Items from a data source:

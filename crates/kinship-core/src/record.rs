//! The record layer boundary.
//!
//! The relationship layer only needs four things from the records it
//! indexes: an identifier, field values, an existence check and a loader.
//! [`HashRecords`] stores each record as a hash at its canonical key.

use std::collections::BTreeMap;

use async_trait::async_trait;
use kinship_storage::Connection;
use serde::{Deserialize, Serialize};

use crate::error::KinshipResult;
use crate::keys::KeySchema;

/// A primary record: a model type, an identifier and string fields.
#[derive(Debug, Clone, PartialEq, Eq, Serialize, Deserialize)]
pub struct Record {
    /// Model type.
    pub model: String,
    /// Identifier, possibly containing the key delimiter.
    pub identifier: String,
    /// Field values.
    pub fields: BTreeMap<String, String>,
}

impl Record {
    /// Create a record with no fields.
    #[must_use]
    pub fn new(model: impl Into<String>, identifier: impl Into<String>) -> Self {
        Self {
            model: model.into(),
            identifier: identifier.into(),
            fields: BTreeMap::new(),
        }
    }

    /// Set a field.
    #[must_use]
    pub fn with_field(mut self, field: impl Into<String>, value: impl Into<String>) -> Self {
        self.fields.insert(field.into(), value.into());
        self
    }

    /// Read a field.
    #[must_use]
    pub fn get(&self, field: &str) -> Option<&str> {
        self.fields.get(field).map(String::as_str)
    }
}

/// Access to primary records.
#[async_trait]
pub trait RecordLayer: Send + Sync {
    /// The identifier of a record.
    fn identifier_of<'a>(&self, record: &'a Record) -> &'a str {
        &record.identifier
    }

    /// A field value, `None` when absent or empty.
    fn field_value<'a>(&self, record: &'a Record, field: &str) -> Option<&'a str> {
        record.get(field).filter(|v| !v.is_empty())
    }

    /// Whether the record exists.
    async fn exists(&self, model: &str, identifier: &str) -> KinshipResult<bool>;

    /// Load a whole record.
    async fn load(&self, model: &str, identifier: &str) -> KinshipResult<Option<Record>>;
}

/// Records stored as hashes at `<model>:<id>:<suffix>`.
#[derive(Debug, Clone)]
pub struct HashRecords {
    conn: Connection,
    keys: KeySchema,
}

impl HashRecords {
    /// Create a record layer over `conn`.
    #[must_use]
    pub fn new(conn: Connection, keys: KeySchema) -> Self {
        Self { conn, keys }
    }
}

#[async_trait]
impl RecordLayer for HashRecords {
    async fn exists(&self, model: &str, identifier: &str) -> KinshipResult<bool> {
        Ok(self
            .conn
            .exists(&self.keys.object_key(model, identifier))
            .await?)
    }

    async fn load(&self, model: &str, identifier: &str) -> KinshipResult<Option<Record>> {
        let fields = self
            .conn
            .hgetall(&self.keys.object_key(model, identifier))
            .await?;
        if fields.is_empty() {
            return Ok(None);
        }
        Ok(Some(Record {
            model: model.to_string(),
            identifier: identifier.to_string(),
            fields,
        }))
    }
}

#[cfg(test)]
mod tests {
    use std::sync::Arc;

    use kinship_storage::MemoryKvStore;

    use super::*;

    #[tokio::test]
    async fn test_load_and_exists() {
        let conn = Connection::new(Arc::new(MemoryKvStore::new()));
        let records = HashRecords::new(conn.clone(), KeySchema::default());
        conn.hset("user:a:b:object", "email", "x@example.com")
            .await
            .unwrap();

        assert!(records.exists("user", "a:b").await.unwrap());
        let record = records.load("user", "a:b").await.unwrap().unwrap();
        assert_eq!(records.identifier_of(&record), "a:b");
        assert_eq!(records.field_value(&record, "email"), Some("x@example.com"));
        assert!(records.load("user", "zzz").await.unwrap().is_none());
    }

    #[test]
    fn test_empty_field_is_absent() {
        struct Nothing;
        #[async_trait]
        impl RecordLayer for Nothing {
            async fn exists(&self, _: &str, _: &str) -> KinshipResult<bool> {
                Ok(false)
            }
            async fn load(&self, _: &str, _: &str) -> KinshipResult<Option<Record>> {
                Ok(None)
            }
        }
        let record = Record::new("user", "u1").with_field("email", "");
        assert_eq!(Nothing.field_value(&record, "email"), None);
    }
}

Exercise details: Copy, from the data above, every line where the word "Some" appears.

Solved problem:
        Ok(Some(Record {
        assert_eq!(records.field_value(&record, "email"), Some("x@example.com"));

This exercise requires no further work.